Nous avons modifié et adapté les lieux de représentation afin que les jauges publiques soient « contrôlables » et le bar du festival, lieu festif et convivial, n’existera pas cette année. Des jauges ont été définies pour chaque représentation : elles seront contrôlées, limitées ou seulement indicatives. Un protocole d’accueil communiqué au public par affiche et des annonces ou rappels seront mis en place, les gestes barrières devront être respectés sur tous les sites, les attroupements évités, le port du masque obligatoire, la distance physique et la fluidité des déplacements respectée. Au-delà de toutes ces adaptations, ce qui nous importe, c’est que l’on retrouve ce plaisir de la rencontre artistique et que ce plaisir de jouer et de voir des spectacles prenne le dessus sur cet environnement sanitaire.
Quel est votre sentiment pour la suite en ce qui concerne le secteur, les artistes et, plus généralement, la possibilité de « vivre-ensemble dans l’espace commun » ?

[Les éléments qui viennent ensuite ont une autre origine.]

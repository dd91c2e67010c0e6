//! Values stored under a resource configuration.

use std::fmt;

use bitflags::bitflags;

use crate::{
    diagnostics::Source,
    stringpool::{StringRef, StyleRef},
    table::{ResourceId, ResourceName},
};

bitflags! {
    /// The formats an attribute accepts.
    #[derive(Clone, Copy, PartialEq, Eq, Hash, Debug)]
    pub struct AttributeTypeMask : u32 {
        /// A reference to another resource
        const REFERENCE = 0x0001;
        /// A string
        const STRING = 0x0002;
        /// An integer
        const INTEGER = 0x0004;
        /// A boolean
        const BOOLEAN = 0x0008;
        /// A color
        const COLOR = 0x0010;
        /// A floating point value
        const FLOAT = 0x0020;
        /// A dimension
        const DIMENSION = 0x0040;
        /// A fraction
        const FRACTION = 0x0080;
        /// One value out of an enumeration
        const ENUM = 0x0001_0000;
        /// A combination of flags
        const FLAGS = 0x0002_0000;
    }
}

impl AttributeTypeMask {
    /// Accepts every format; attribute uses that do not declare a format carry this mask.
    pub const TYPE_ANY: AttributeTypeMask = AttributeTypeMask::from_bits_retain(0x0000_ffff);
}

/// An attribute declaration or use.
#[derive(Clone, PartialEq, Eq, Debug)]
pub struct Attribute {
    /// Accepted formats
    pub type_mask: AttributeTypeMask,
    /// Smallest accepted integer, if bounded
    pub min_int: Option<i32>,
    /// Largest accepted integer, if bounded
    pub max_int: Option<i32>,
}

impl Attribute {
    /// Creates an attribute accepting `type_mask` with no integer bounds.
    #[must_use]
    pub fn new(type_mask: AttributeTypeMask) -> Self {
        Attribute {
            type_mask,
            min_int: None,
            max_int: None,
        }
    }
}

/// A reference to another resource, by name, id or both.
#[derive(Clone, PartialEq, Eq, Debug, Default)]
pub struct Reference {
    /// Referenced name
    pub name: Option<ResourceName>,
    /// Referenced id
    pub id: Option<ResourceId>,
    /// True for `?attr` theme references
    pub is_attribute: bool,
    /// True for `@*` private references
    pub private_reference: bool,
}

/// A primitive value in its runtime encoding.
#[derive(Clone, Copy, PartialEq, Eq, Debug)]
pub struct BinaryPrimitive {
    /// Runtime data type code
    pub data_type: u8,
    /// Raw data
    pub data: u32,
}

impl BinaryPrimitive {
    /// Integer in decimal notation
    pub const TYPE_INT_DEC: u8 = 0x10;
    /// Integer in hexadecimal notation
    pub const TYPE_INT_HEX: u8 = 0x11;
    /// Boolean, zero or 0xffffffff
    pub const TYPE_INT_BOOLEAN: u8 = 0x12;
    /// Color as `#aarrggbb`
    pub const TYPE_INT_COLOR_ARGB8: u8 = 0x1c;

    /// Creates a primitive.
    #[must_use]
    pub fn new(data_type: u8, data: u32) -> Self {
        BinaryPrimitive { data_type, data }
    }

    /// Creates a decimal integer.
    #[must_use]
    pub fn int(value: i32) -> Self {
        Self::new(Self::TYPE_INT_DEC, value as u32)
    }

    /// Creates a boolean.
    #[must_use]
    pub fn boolean(value: bool) -> Self {
        Self::new(Self::TYPE_INT_BOOLEAN, if value { 0xffff_ffff } else { 0 })
    }
}

/// The payload of a [`Value`].
#[derive(Clone, PartialEq, Eq, Debug)]
pub enum ValueKind {
    /// A reference to another resource
    Reference(Reference),
    /// A plain string
    String(StringRef),
    /// A string with formatting spans
    StyledString(StyleRef),
    /// A path to a file compiled next to the table
    FileReference(StringRef),
    /// A primitive
    Primitive(BinaryPrimitive),
    /// An attribute declaration or use
    Attribute(Attribute),
    /// A bare identifier
    Id,
}

/// A value held by a [`crate::table::ResourceConfigValue`].
///
/// Weak values are provisional: any strong value replaces them on collision. Identifiers
/// are always weak.
///
/// # Examples
///
/// ```rust
/// use resforge::table::{BinaryPrimitive, Value, ValueKind};
///
/// let a = Value::new(ValueKind::Primitive(BinaryPrimitive::int(7)));
/// let mut b = a.clone();
/// b.comment = "different comment, same value".to_string();
/// assert!(a.equals(&b));
/// assert!(Value::id().is_weak());
/// ```
#[derive(Clone, Debug)]
pub struct Value {
    /// Where the value was defined
    pub source: Source,
    /// Documentation comment
    pub comment: String,
    /// Provisional value
    pub weak: bool,
    /// Payload
    pub kind: ValueKind,
}

impl Value {
    /// Creates a strong value without a source.
    #[must_use]
    pub fn new(kind: ValueKind) -> Self {
        let weak = matches!(kind, ValueKind::Id);
        Value {
            source: Source::default(),
            comment: String::new(),
            weak,
            kind,
        }
    }

    /// Creates an identifier value.
    #[must_use]
    pub fn id() -> Self {
        Self::new(ValueKind::Id)
    }

    /// Sets the source location.
    #[must_use]
    pub fn with_source(mut self, source: Source) -> Self {
        self.source = source;
        self
    }

    /// Marks the value weak or strong. Identifiers stay weak.
    #[must_use]
    pub fn with_weak(mut self, weak: bool) -> Self {
        self.weak = weak || matches!(self.kind, ValueKind::Id);
        self
    }

    /// Returns true if the value is provisional.
    #[must_use]
    pub fn is_weak(&self) -> bool {
        self.weak
    }

    /// Returns the attribute payload, if this is an attribute.
    #[must_use]
    pub fn as_attribute(&self) -> Option<&Attribute> {
        match &self.kind {
            ValueKind::Attribute(attr) => Some(attr),
            _ => None,
        }
    }

    /// Compares payloads by content, ignoring source, comment and weakness.
    ///
    /// Strings compare by text, styled strings by text and spans, so values interned in
    /// different pools can still be equal.
    #[must_use]
    pub fn equals(&self, other: &Value) -> bool {
        self.kind == other.kind
    }
}

impl fmt::Display for Value {
    fn fmt(&self, f: &mut fmt::Formatter<'_>) -> fmt::Result {
        match &self.kind {
            ValueKind::Reference(reference) => {
                let sigil = if reference.is_attribute { '?' } else { '@' };
                match (&reference.name, reference.id) {
                    (Some(name), _) => write!(f, "{sigil}{name}"),
                    (None, Some(id)) => write!(f, "{sigil}{id}"),
                    (None, None) => write!(f, "{sigil}null"),
                }
            }
            ValueKind::String(text) => write!(f, "\"{text}\""),
            ValueKind::StyledString(style) => write!(f, "(styled) \"{}\"", style.str()),
            ValueKind::FileReference(path) => write!(f, "(file) {path}"),
            ValueKind::Primitive(prim) => {
                write!(f, "(0x{:02x}) 0x{:08x}", prim.data_type, prim.data)
            }
            ValueKind::Attribute(attr) => write!(f, "(attr) type={:#x}", attr.type_mask.bits()),
            ValueKind::Id => write!(f, "(id)"),
        }
    }
}

#[cfg(test)]
mod tests {
    use super::*;
    use crate::{
        stringpool::{StringPool, StyleSpan, StyleString},
        table::ResourceType,
    };

    #[test]
    fn ids_are_weak() {
        assert!(Value::id().is_weak());
        assert!(Value::id().with_weak(false).is_weak());

        let value = Value::new(ValueKind::Primitive(BinaryPrimitive::boolean(true)));
        assert!(!value.is_weak());
        assert!(value.with_weak(true).is_weak());
    }

    #[test]
    fn equality_ignores_metadata() {
        let a = Value::new(ValueKind::Primitive(BinaryPrimitive::int(1)))
            .with_source(Source::with_line("a.xml", 1));
        let b = Value::new(ValueKind::Primitive(BinaryPrimitive::int(1)))
            .with_source(Source::with_line("b.xml", 2))
            .with_weak(true);
        let c = Value::new(ValueKind::Primitive(BinaryPrimitive::int(2)));

        assert!(a.equals(&b));
        assert!(!a.equals(&c));
        assert!(!a.equals(&Value::id()));
    }

    #[test]
    fn strings_compare_by_content_across_pools() {
        let mut first = StringPool::new();
        let mut second = StringPool::new();
        let _padding = second.make_ref("padding");

        let a = Value::new(ValueKind::String(first.make_ref("hello")));
        let b = Value::new(ValueKind::String(second.make_ref("hello")));
        let c = Value::new(ValueKind::String(second.make_ref("bye")));
        assert!(a.equals(&b));
        assert!(!a.equals(&c));

        let styled = StyleString {
            text: "hello".to_string(),
            spans: vec![StyleSpan::new("b", 0, 4)],
        };
        let d = Value::new(ValueKind::StyledString(first.make_style_ref(&styled)));
        let e = Value::new(ValueKind::StyledString(second.make_style_ref(&styled)));
        assert!(d.equals(&e));
        assert!(!a.equals(&d));
    }

    #[test]
    fn attribute_masks() {
        assert!(AttributeTypeMask::TYPE_ANY.contains(AttributeTypeMask::STRING));
        assert!(!AttributeTypeMask::TYPE_ANY.contains(AttributeTypeMask::ENUM));

        let attr = Value::new(ValueKind::Attribute(Attribute::new(
            AttributeTypeMask::STRING | AttributeTypeMask::REFERENCE,
        )));
        assert_eq!(
            attr.as_attribute().map(|a| a.type_mask),
            Some(AttributeTypeMask::STRING | AttributeTypeMask::REFERENCE)
        );
        assert!(Value::id().as_attribute().is_none());
    }

    #[test]
    fn display_forms() {
        let reference = Value::new(ValueKind::Reference(Reference {
            name: Some(ResourceName::new("", ResourceType::Color, "accent")),
            ..Reference::default()
        }));
        assert_eq!(reference.to_string(), "@color/accent");
        assert_eq!(Value::id().to_string(), "(id)");
        assert_eq!(
            Value::new(ValueKind::Primitive(BinaryPrimitive::int(16))).to_string(),
            "(0x10) 0x00000010"
        );
    }
}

La situation est extrêmement sensible. Nous sommes face à un véritable coup d’arrêt de la diffusion des arts de la rue en France. Les contraintes liées au plan Vigipirate ont déjà eu pour conséquence de réduire les possibilités de « jouer » dans l’espace public. Des organisateurs, souvent occasionnels, n’ont pas les ressources pour mettre en place les dispositifs sécuritaires imposés. C’est pourquoi le réseau de diffusion, ce maillage territorial des arts de la rue, s’est trouvé réduit depuis 4 ans. Cette année, alors qu’un protocole sanitaire a été établi pour les représentations en salles et dans l’espace public, de nombreuses contraintes ou annulations imposées au cas par cas jettent le trouble. La question de l’équité dans le traitement de nos événements se pose et nous, organisateurs, sommes dépendants de décisions parfois paradoxales. C’est ce qui apparaît dans le mouvement #CultureFurax !* Les artistes se trouvent, eux, dans une incertitude liée à leur survie économique et aux projections en 2021, mais le problème se pose également quant à la question des formats de leur créations. Les équipes dont le savoir-faire est lié aux grandes formes doivent elles adapter leur création ? Doivent elles attendre la fin de la crise ? Les compagnies en création vont-elles suivre leur désir artistique ou vont-elles s’adapter aux contraintes ? Les programmateurs seront ils ambitieux ou timorés ? Je crois qu’il faut revendiquer l’espace public comme un lieu indispensable de la vie sociale et faire en sorte que cette vie sociale soit aussi sensible, humaine et collective que possible. C’est une impérieuse nécessité que de retrouver au plus vite cet espace commun et cet espace libre. C’est un enjeu pour les arts de la rue et, plus généralement, pour une citoyenneté active et créative.
* Mouvement lancé par la Compagnie Oposito suite à l’annulation le 24 septembre 2020 par la préfecture du Val-d'Oise de la « La Journée Singulière des rencontres d’ici et d’ailleurs » qui devait se tenir le 27 septembre à Garges-lès-Gonesse. Voir le manifeste #CultureFurax.